Taking a Wrong Turn on Immigration Detention

Last month, attorneys from the Department of Justice joined with counsel for the private prison corporation, the GEO Group, to present oral arguments supporting private immigration detention in California. Speaking before judges of the Ninth Circuit Court of Appeals, the attorneys appealed an earlier U.S. District Court ruling that largely upheld a 2019 California law mandating the phase-out of private immigration detention facilities in the state. Essentially, the government and GEO Group attorneys made the case to have the California ban repealed.

The Biden administration’s support of this appeal constitutes a serious mistake. It’s not just a matter of the fact that this legal position contradicts Biden’s expressed commitments to end private prisons and detention facilities; it also continues support for a dark and destructive side of our immigration policies.

Private immigration detention facilities have been cited by human rights groups and the Inspector General for Homeland Security for a wide range of abuses, from violations of health and environmental standards, to poor food, inadequate medical care, sexual abuse, and other inhumane conditions. Moreover, during the course of the pandemic, ICE’s mishandled response to the health crisis made these facilities dangerous incubators of the virus, leading to rates of infection five times that of prisons and 20 times that of the general population.

Court orders ultimately led to thousands of detainees being freed because of these dangerous conditions, but because of contracts that mandated minimum numbers of detainees, companies like GEO continued to get paid for empty beds. And, as the rates of infection continue to decline, the numbers of people subjected to detention are going up again.

But it’s not only the abuses associated with detention that are deeply troubling about the administration’s stance. There is also the issue of criminalizing migrants: how the administration is helping to reinforce an extensive system of institutions, policies, attitudes, and values that cast migrants as criminals and diminish the nation’s capacity to absorb migrants in humane and rational ways. In his book, The Deportation Machine: America’s Long History of Expelling Immigrants, historian Adam Goodman documented how, in response to both private and public interests, this system developed over time, becoming increasingly rigid as the criminal penalties for crossing borders increased.

The damage wrought by this process of criminalization was particularly evident during the Trump administration, when the “state-sponsored violence” of family separation inflicted incalculable harm on thousands of children and adults. It’s been evident, too, in the desperate measures migrants have taken to avoid highly militarized sectors of the borders and to cross over in remote, dangerous areas, leading to the deaths of many people fleeing violence and destitution at home.
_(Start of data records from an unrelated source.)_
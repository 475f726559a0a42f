//! Organization and hosted-compute network configuration operations.

use crate::client::{GitHubClient, Response};
use crate::errors::{GitHubError, GitHubResult};
use crate::stringify::{impl_stringify, string_enum};
use crate::types::{ListOptions, Organization, Timestamp};
use serde::{Deserialize, Serialize};

/// Maximum length of a network configuration name.
pub const MAX_NETWORK_CONFIGURATION_NAME_LEN: usize = 100;

/// Service for organization operations.
pub struct OrganizationsService<'a> {
    pub(crate) client: &'a GitHubClient,
}

impl<'a> OrganizationsService<'a> {
    /// Creates a new organizations service.
    pub fn new(client: &'a GitHubClient) -> Self {
        Self { client }
    }

    /// Gets an organization.
    pub async fn get(&self, org: &str) -> GitHubResult<(Organization, Response)> {
        self.client.get(&format!("orgs/{}", org)).await
    }

    // Network configurations

    /// Lists hosted compute network configurations.
    pub async fn list_network_configurations(
        &self,
        org: &str,
        opts: Option<&ListOptions>,
    ) -> GitHubResult<(NetworkConfigurations, Response)> {
        let path = format!("orgs/{}/settings/network-configurations", org);
        match opts {
            Some(opts) => self.client.get_with_params(&path, opts).await,
            None => self.client.get(&path).await,
        }
    }

    /// Creates a network configuration.
    pub async fn create_network_configuration(
        &self,
        org: &str,
        request: &NetworkConfigurationRequest,
    ) -> GitHubResult<(NetworkConfiguration, Response)> {
        request.validate()?;
        self.client
            .post(&format!("orgs/{}/settings/network-configurations", org), request)
            .await
    }

    /// Gets a network configuration.
    pub async fn get_network_configuration(
        &self,
        org: &str,
        network_configuration_id: &str,
    ) -> GitHubResult<(NetworkConfiguration, Response)> {
        self.client
            .get(&format!(
                "orgs/{}/settings/network-configurations/{}",
                org, network_configuration_id
            ))
            .await
    }

    /// Updates a network configuration.
    pub async fn update_network_configuration(
        &self,
        org: &str,
        network_configuration_id: &str,
        request: &NetworkConfigurationRequest,
    ) -> GitHubResult<(NetworkConfiguration, Response)> {
        request.validate()?;
        self.client
            .patch(
                &format!(
                    "orgs/{}/settings/network-configurations/{}",
                    org, network_configuration_id
                ),
                request,
            )
            .await
    }

    /// Deletes a network configuration.
    pub async fn delete_network_configuration(
        &self,
        org: &str,
        network_configuration_id: &str,
    ) -> GitHubResult<Response> {
        self.client
            .delete(&format!(
                "orgs/{}/settings/network-configurations/{}",
                org, network_configuration_id
            ))
            .await
    }

    /// Gets the network settings resource backing a configuration.
    pub async fn get_network_configuration_resource(
        &self,
        org: &str,
        network_settings_id: &str,
    ) -> GitHubResult<(NetworkSettingsResource, Response)> {
        self.client
            .get(&format!(
                "orgs/{}/settings/network-settings/{}",
                org, network_settings_id
            ))
            .await
    }
}

string_enum! {
    /// Hosted compute service a network configuration applies to.
    pub enum ComputeService {
        None => "none",
        Actions => "actions",
    }
}

/// A hosted compute network configuration.
#[derive(Debug, Clone, Default, PartialEq, Serialize, Deserialize)]
pub struct NetworkConfiguration {
    #[serde(skip_serializing_if = "Option::is_none")]
    pub id: Option<String>,
    #[serde(skip_serializing_if = "Option::is_none")]
    pub name: Option<String>,
    #[serde(skip_serializing_if = "Option::is_none")]
    pub compute_service: Option<ComputeService>,
    #[serde(default, skip_serializing_if = "Vec::is_empty")]
    pub network_settings_ids: Vec<String>,
    #[serde(skip_serializing_if = "Option::is_none")]
    pub created_on: Option<Timestamp>,
}

/// Network configurations of an organization.
#[derive(Debug, Clone, Default, PartialEq, Serialize, Deserialize)]
pub struct NetworkConfigurations {
    #[serde(skip_serializing_if = "Option::is_none")]
    pub total_count: Option<i64>,
    #[serde(default, skip_serializing_if = "Vec::is_empty")]
    pub network_configurations: Vec<NetworkConfiguration>,
}

/// The Azure resource behind a network configuration.
#[derive(Debug, Clone, Default, PartialEq, Serialize, Deserialize)]
pub struct NetworkSettingsResource {
    #[serde(skip_serializing_if = "Option::is_none")]
    pub id: Option<String>,
    #[serde(skip_serializing_if = "Option::is_none")]
    pub network_configuration_id: Option<String>,
    #[serde(skip_serializing_if = "Option::is_none")]
    pub name: Option<String>,
    #[serde(skip_serializing_if = "Option::is_none")]
    pub subnet_id: Option<String>,
    #[serde(skip_serializing_if = "Option::is_none")]
    pub region: Option<String>,
}

/// Body of a network configuration create or update.
#[derive(Debug, Clone, Default, PartialEq, Serialize, Deserialize)]
pub struct NetworkConfigurationRequest {
    #[serde(skip_serializing_if = "Option::is_none")]
    pub name: Option<String>,
    #[serde(skip_serializing_if = "Option::is_none")]
    pub compute_service: Option<ComputeService>,
    #[serde(default, skip_serializing_if = "Vec::is_empty")]
    pub network_settings_ids: Vec<String>,
}

impl NetworkConfigurationRequest {
    /// Creates a request for one network settings resource.
    pub fn new(name: impl Into<String>, network_settings_id: impl Into<String>) -> Self {
        Self {
            name: Some(name.into()),
            compute_service: None,
            network_settings_ids: vec![network_settings_id.into()],
        }
    }

    /// Sets the compute service.
    pub fn compute_service(mut self, service: ComputeService) -> Self {
        self.compute_service = Some(service);
        self
    }

    /// Checks the request before it is sent.
    ///
    /// The name must be 1 to 100 characters of `A-Z a-z 0-9 . _ -`, and
    /// exactly one network settings id must be given.
    pub fn validate(&self) -> GitHubResult<()> {
        let name = self.name.as_deref().ok_or_else(|| {
            GitHubError::invalid_parameter("Network configuration name is required")
        })?;

        if name.is_empty() || name.chars().count() > MAX_NETWORK_CONFIGURATION_NAME_LEN {
            return Err(GitHubError::invalid_parameter(format!(
                "Network configuration name must be between 1 and {} characters",
                MAX_NETWORK_CONFIGURATION_NAME_LEN
            )));
        }

        if !name
            .chars()
            .all(|c| c.is_ascii_alphanumeric() || matches!(c, '.' | '_' | '-'))
        {
            return Err(GitHubError::invalid_parameter(format!(
                "Network configuration name {:?} may only contain letters, digits, '.', '_' and '-'",
                name
            )));
        }

        if self.network_settings_ids.len() != 1 {
            return Err(GitHubError::invalid_parameter(format!(
                "Exactly one network settings id is required, got {}",
                self.network_settings_ids.len()
            )));
        }

        Ok(())
    }
}

impl_stringify! {
    NetworkConfiguration { id, name, compute_service, network_settings_ids, created_on }
    NetworkConfigurations { total_count, network_configurations }
    NetworkSettingsResource { id, network_configuration_id, name, subnet_id, region }
    NetworkConfigurationRequest { name, compute_service, network_settings_ids }
}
Another historian, Kelly Lytle Hernandez, has traced the interconnections of immigration and mass incarceration, showing how, “immigration control and mass incarceration emerged as the systems of social control that frame alienated citizens and criminalized immigrants as a racialized caste of outsiders in the United States today.”

Considering the extensive history behind this increasing criminalization, it’s distressing, but not entirely surprising, that the Biden administration took this stance in supporting private immigration detention. The growing rigidity and restrictiveness of American immigration policy has a long bipartisan history.

But it’s not too late for this administration to walk back its support for detention and to take an alternative path. It can, if prodded forcefully and consistently enough, finally acknowledge that alternatives to detention (community support programs, case management) protect human rights and dignity – and have been proven more effective and less costly than detention in helping ensure migrants’ compliance with immigration requirements and laws when in the U.S.

The administration can also assume a more assertive educational role in countering the language of fear that has been used for a long time to characterize and dehumanize immigrants, and it can be far more forceful in showing factually how and why the country needs and benefits from immigration. Saying that, “we’re a nation of immigrants,” simply won’t suffice.

Given the climate of fear churned up by the Trump administration, it will be challenging to move the nation forward on an alternative path. But countless rights activists and organizations have already done much to pave the way: reframing narratives about the value of immigration – and affirming human rights and human dignity. If he chooses to take the challenging, but more enlightened, path, Mr. Biden and his administration would hardly be going it alone.

Andrew Moss is an emeritus professor from the California State Polytechnic University, Pomona, where he taught a course, “War and Peace in Literature,” for 10 years.